03 Dicembre 2017: «ATTENDIAMO VIGILANTI LA VENUTA DE SIGNORE»

 


I Domenica di Avvento (ANNO B)

Carissimi, l’atteggiamento della vigilanza, richiamato dal Vangelo, è collocato tra due certezze: la prima venuta di Cristo con l’incarnazione, e la seconda venuta del Cristo glorioso, che segnerà l’incontro definitivo dell’uomo con Dio. In questo tempo di attesa i cristiani sono chiamati a far fruttificare i doni di grazia ricevuti.


PRIMA LETTURA 

Se tu squarciassi i cieli e scendessi!

Dal libro del profeta Isaia 63,16b-17.19b; 64,1-7

Tu, Signore, tu sei nostro padre, da sempre ti chiami nostro redentore. Perché, Signore, ci lasci vagare lontano dalle tue vie e lasci indurire il nostro cuore, così che non ti tema? Ritorna per amore dei tuoi servi, per amore delle tribù, tua eredità. Se tu squarciassi i cieli e scendessi! Davanti a te sussulterebbero i monti. Quando tu compivi cose terribili che non attendevamo, tu scendesti e davanti a te sussultarono i monti. Mai si udì parlare da tempi lontani, orecchio non ha sentito, occhio non ha visto che un Dio, fuori di te, abbia fatto tanto per chi confida in lui. Tu vai incontro a quelli che praticano con gioia la giustizia e si ricordano delle tue vie. Ecco, tu sei adirato perché abbiamo peccato contro di te da lungo tempo e siamo stati ribelli. Siamo divenuti tutti come una cosa impura, e come panno immondo sono tutti i nostri atti di giustizia; tutti siamo avvizziti come foglie, le nostre iniquità ci hanno portato via come il vento. Nessuno invocava il tuo nome, nessuno si risvegliava per stringersi a te; perché tu avevi nascosto da noi il tuo volto, ci avevi messo in balìa della nostra iniquità. Ma, Signore, tu sei nostro padre; noi siamo argilla e tu colui che ci plasma, tutti noi siamo opera delle tue mani.

Parola di Dio.


 

SALMO RESPONSORIALE (Dal Salmo 79)

  1. Signore, fa’ splendere il tuo volto e noi saremo salvi.

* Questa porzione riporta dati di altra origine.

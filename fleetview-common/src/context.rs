//! Per-session console context
//!
//! Everything a page needs to know about who is looking and where, passed
//! explicitly to controllers and projectors.

use chrono::{FixedOffset, Offset, Utc};
use std::collections::BTreeSet;

/// Session context handed to each page
#[derive(Debug, Clone, PartialEq)]
pub struct ConsoleContext {
    pub username: String,
    pub workspace: Option<String>,
    pub cluster: Option<String>,
    /// Action names the current user may perform on this page
    pub enabled_actions: BTreeSet<String>,
    /// Offset timestamps are rendered in
    pub offset: FixedOffset,
}

impl Default for ConsoleContext {
    fn default() -> Self {
        Self {
            username: String::new(),
            workspace: None,
            cluster: None,
            enabled_actions: BTreeSet::new(),
            offset: utc(),
        }
    }
}

fn utc() -> FixedOffset {
    Utc.fix()
}

impl ConsoleContext {
    pub fn new(username: &str) -> Self {
        Self {
            username: username.to_string(),
            ..Default::default()
        }
    }

    pub fn with_workspace(mut self, workspace: &str) -> Self {
        self.workspace = Some(workspace.to_string());
        self
    }

    pub fn with_cluster(mut self, cluster: &str) -> Self {
        self.cluster = Some(cluster.to_string());
        self
    }

    pub fn with_actions<I, S>(mut self, actions: I) -> Self
    where
        I: IntoIterator<Item = S>,
        S: Into<String>,
    {
        self.enabled_actions.extend(actions.into_iter().map(Into::into));
        self
    }

    /// Offset in seconds east of UTC; out-of-range values fall back to UTC
    pub fn with_offset_seconds(mut self, seconds: i32) -> Self {
        self.offset = FixedOffset::east_opt(seconds).unwrap_or_else(utc);
        self
    }

    pub fn allows(&self, action: &str) -> bool {
        self.enabled_actions.contains(action)
    }
}

#[cfg(test)]
mod tests {
    use super::*;

    #[test]
    fn test_allows() {
        let ctx = ConsoleContext::new("admin").with_actions(["edit", "delete"]);
        assert!(ctx.allows("edit"));
        assert!(!ctx.allows("create"));
    }

    #[test]
    fn test_bad_offset_falls_back() {
        let ctx = ConsoleContext::default().with_offset_seconds(90_000);
        assert_eq!(ctx.offset.local_minus_utc(), 0);
    }
}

Tu, pastore d’Israele, ascolta,

seduto sui cherubini risplendi.

Risveglia la tua potenza

e vieni a salvarci. R.

Dio degli eserciti, ritorna!

Guarda dal cielo e vedi

e visita questa vigna,

proteggi quello che la tua destra ha piantato,

il figlio dell’uomo che per te hai reso forte. R.

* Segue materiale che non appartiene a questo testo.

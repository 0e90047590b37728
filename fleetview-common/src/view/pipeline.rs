//! Pipeline list rows

use crate::context::ConsoleContext;
use crate::pipeline::{activity_path, detail_path, HealthLevel, PipelineRecord, RunStatus};

#[derive(Debug, Clone, Copy, PartialEq, Eq, Hash)]
pub enum PipelineAction {
    Run,
    Activity,
    Edit,
    Delete,
}

impl PipelineAction {
    pub const ALL: [PipelineAction; 4] = [Self::Run, Self::Activity, Self::Edit, Self::Delete];

    pub fn key(&self) -> &'static str {
        match self {
            Self::Run => "run",
            Self::Activity => "activity",
            Self::Edit => "edit",
            Self::Delete => "delete",
        }
    }

    pub fn permission(&self) -> &'static str {
        match self {
            Self::Run | Self::Edit => "edit",
            Self::Activity => "view",
            Self::Delete => "delete",
        }
    }

    /// Menu entries the user may see; the menu is hidden when empty
    pub fn enabled(ctx: &ConsoleContext) -> Vec<PipelineAction> {
        Self::ALL
            .iter()
            .copied()
            .filter(|a| ctx.allows(a.permission()))
            .collect()
    }
}

#[derive(Debug, Clone, PartialEq, Eq)]
pub enum PipelineStatusCell {
    /// Multibranch pipelines count green branches
    Branches { successful: u32 },
    Run(RunStatus),
}

impl PipelineStatusCell {
    pub fn text(&self) -> String {
        match self {
            Self::Branches { successful } => format!("{} branch success", successful),
            Self::Run(status) => status.label_key(),
        }
    }
}

#[derive(Debug, Clone, PartialEq)]
pub struct PipelineRow {
    pub name: String,
    pub key: String,
    /// Activity view for multibranch pipelines, detail view otherwise
    pub link: String,
    pub status: PipelineStatusCell,
    pub health: HealthLevel,
    pub branches: String,
    pub pull_requests: String,
    pub actions: Vec<PipelineAction>,
}

fn count_or_dash(count: Option<u32>) -> String {
    count.map(|c| c.to_string()).unwrap_or_else(|| "-".to_string())
}

impl PipelineRow {
    /// `prefix` is the pipeline list path, e.g.
    /// `/ws/clusters/host/devops/proj-x1/pipelines`
    pub fn project(ctx: &ConsoleContext, prefix: &str, record: &PipelineRecord) -> Self {
        let link = if record.number_of_failing_branches.is_some() {
            activity_path(prefix, &record.name, None)
        } else {
            detail_path(prefix, &record.name)
        };

        let status = match record.number_of_successful_branches {
            Some(successful) => PipelineStatusCell::Branches { successful },
            None => PipelineStatusCell::Run(record.run_status()),
        };

        Self {
            name: record.name.clone(),
            key: record.key().to_string(),
            link,
            status,
            health: record.health(),
            branches: count_or_dash(record.total_number_of_branches),
            pull_requests: count_or_dash(record.total_number_of_pull_requests),
            actions: PipelineAction::enabled(ctx),
        }
    }
}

Sia la tua mano sull’uomo della tua destra,

sul figlio dell’uomo che per te hai reso forte.

Da te mai più ci allontaneremo,

facci rivivere e noi invocheremo il tuo nome. R.


 

SECONDA LETTURA

Aspettiamo la manifestazione del Signore nostro Gesù Cristo.

Dalla prima lettera di san Paolo apostolo ai Corinzi 1Cor 1,3-9

Fratelli, grazia a voi e pace da Dio Padre nostro e dal Signore Gesù Cristo!

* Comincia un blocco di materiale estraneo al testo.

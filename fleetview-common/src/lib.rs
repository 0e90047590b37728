//! Core of the fleetview console shared by the browser UI and the CLI
//!
//! Records and their parsing, display projections, list aggregation and
//! action dispatch for the Nodes, Pipelines and Federated Service pages.
//! Nothing in here performs I/O directly: remote calls go through the traits
//! in [`api`], user prompts through the collaborator traits in [`action`].

pub mod action;
pub mod annotations;
pub mod api;
pub mod context;
pub mod controller;
pub mod error;
pub mod federated;
pub mod list;
pub mod meta;
pub mod metrics;
pub mod node;
pub mod pipeline;
pub mod store;
pub mod units;
pub mod view;

pub use context::ConsoleContext;
pub use error::{ConsoleError, ErrorKind, Result};
pub use list::{ListQuery, ListState, Page};
//! Cluster node commands

use super::{finish, finish_batch, Session};
use crate::output::{self, OutputFormat};
use crate::prompts::{self, TaintPrompt};
use crate::NodeCommands;
use anyhow::Result;
use fleetview_common::controller::NodesController;
use fleetview_common::view::{NodeRow, UsageCell};
use fleetview_common::ListQuery;
use serde::Serialize;
use std::rc::Rc;
use tabled::Tabled;

/// Upper bound when a command needs every node's taints
const ALL_NODES: u32 = 500;

#[derive(Tabled, Serialize)]
struct NodeLine {
    name: String,
    ip: String,
    status: String,
    roles: String,
    cpu: String,
    memory: String,
    pods: String,
    taints: String,
}

fn usage(cell: &UsageCell) -> String {
    let mark = if cell.warning_icon { " !" } else { "" };
    format!("{} ({}){}", cell.utilization.label(), cell.detail, mark)
}

impl From<NodeRow> for NodeLine {
    fn from(row: NodeRow) -> Self {
        Self {
            cpu: usage(&row.cpu),
            memory: usage(&row.memory),
            pods: usage(&row.pods),
            taints: row
                .taints
                .map(|badge| output::truncate(&badge.lines.join(", "), 40))
                .unwrap_or_default(),
            status: row.status.as_str().to_string(),
            ip: row.ip.unwrap_or_default(),
            name: row.name,
            roles: row.roles,
        }
    }
}

pub async fn handle_node_command(command: NodeCommands, session: &Session, cluster: &str) -> Result<()> {
    let ctx = session.context(None, Some(cluster));
    let collaborators = session.collaborators();
    let taint_form = match &command {
        NodeCommands::Taint { add, remove, clear, .. } => Rc::new(TaintPrompt {
            add: add.clone(),
            remove: remove.clone(),
            clear: *clear,
            interactive: prompts::interactive(),
        }),
        _ => Rc::new(TaintPrompt {
            add: Vec::new(),
            remove: Vec::new(),
            clear: false,
            interactive: false,
        }),
    };
    let page = NodesController::new(ctx, cluster, session.api.clone(), collaborators, taint_form);

    match command {
        NodeCommands::List {
            search,
            status,
            page: number,
            limit,
        } => {
            let mut query = ListQuery::page(number, limit.unwrap_or(session.config.page_size));
            if let Some(search) = &search {
                query = query.with_filter("name", search);
            }
            if let Some(status) = &status {
                query = query.with_filter("status", status);
            }

            output::with_spinner("Loading nodes...", async {
                page.load(query).await;
                page.load_counts().await;
            })
            .await;

            let state = page.state();
            if let Some(error) = state.list.error {
                anyhow::bail!("Could not list nodes in {}: {}", cluster, error);
            }
            if state.metrics_error.is_some() {
                output::print_warning("Monitoring data is unavailable; usage is shown as 0");
            }

            let lines: Vec<NodeLine> = page.rows().into_iter().map(NodeLine::from).collect();
            output::print_output(lines, session.format)?;
            if session.format == OutputFormat::Table {
                let overview = page.overview();
                println!(
                    "Nodes: {}  Masters: {}  Workers: {}  (page {}/{})",
                    overview.total,
                    overview.masters,
                    overview.workers,
                    number,
                    state.list.total_pages().max(1)
                );
            }
        }
        NodeCommands::Cordon { node } => {
            finish(page.cordon(&node).await)?;
        }
        NodeCommands::Uncordon { node } => {
            finish(page.uncordon(&node).await)?;
        }
        NodeCommands::Delete { mut nodes } => {
            if nodes.len() == 1 {
                let node = nodes.remove(0);
                finish(page.delete(&node).await)?;
            } else {
                finish_batch(page.batch_delete(nodes).await)?;
            }
        }
        NodeCommands::Taint { nodes, .. } => {
            // The form starts from the taints the nodes already share
            output::with_spinner("Loading nodes...", page.load(ListQuery::page(1, ALL_NODES))).await;
            if let Some(error) = page.state().list.error {
                anyhow::bail!("Could not list nodes in {}: {}", cluster, error);
            }
            finish_batch(page.batch_taint(nodes).await)?;
        }
    }
    Ok(())
}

Rendo grazie continuamente al mio Dio per voi, a motivo della grazia di Dio che vi è stata data in Cristo Gesù, perché in lui siete stati arricchiti di tutti i doni, quelli della parola e quelli della conoscenza. La testimonianza di Cristo si è stabilita tra voi così saldamente che non manca più alcun carisma a voi, che aspettate la manifestazione del Signore nostro Gesù Cristo. Egli vi renderà saldi sino alla fine, irreprensibili nel giorno del Signore nostro Gesù Cristo. Degno di fede è Dio, dal quale siete stati chiamati alla comunione con il Figlio suo Gesù Cristo, Signore nostro!

Parola di Dio.


 

CANTO AL VANGELO (Sal 85,8)

  1. Alleluia, alleluia.

Mostraci, Signore, la tua misericordia

e donaci la tua salvezza.

  1. Alleluia.

 


VANGELO 

Vegliate: non sapete quando il padrone di casa ritornerà.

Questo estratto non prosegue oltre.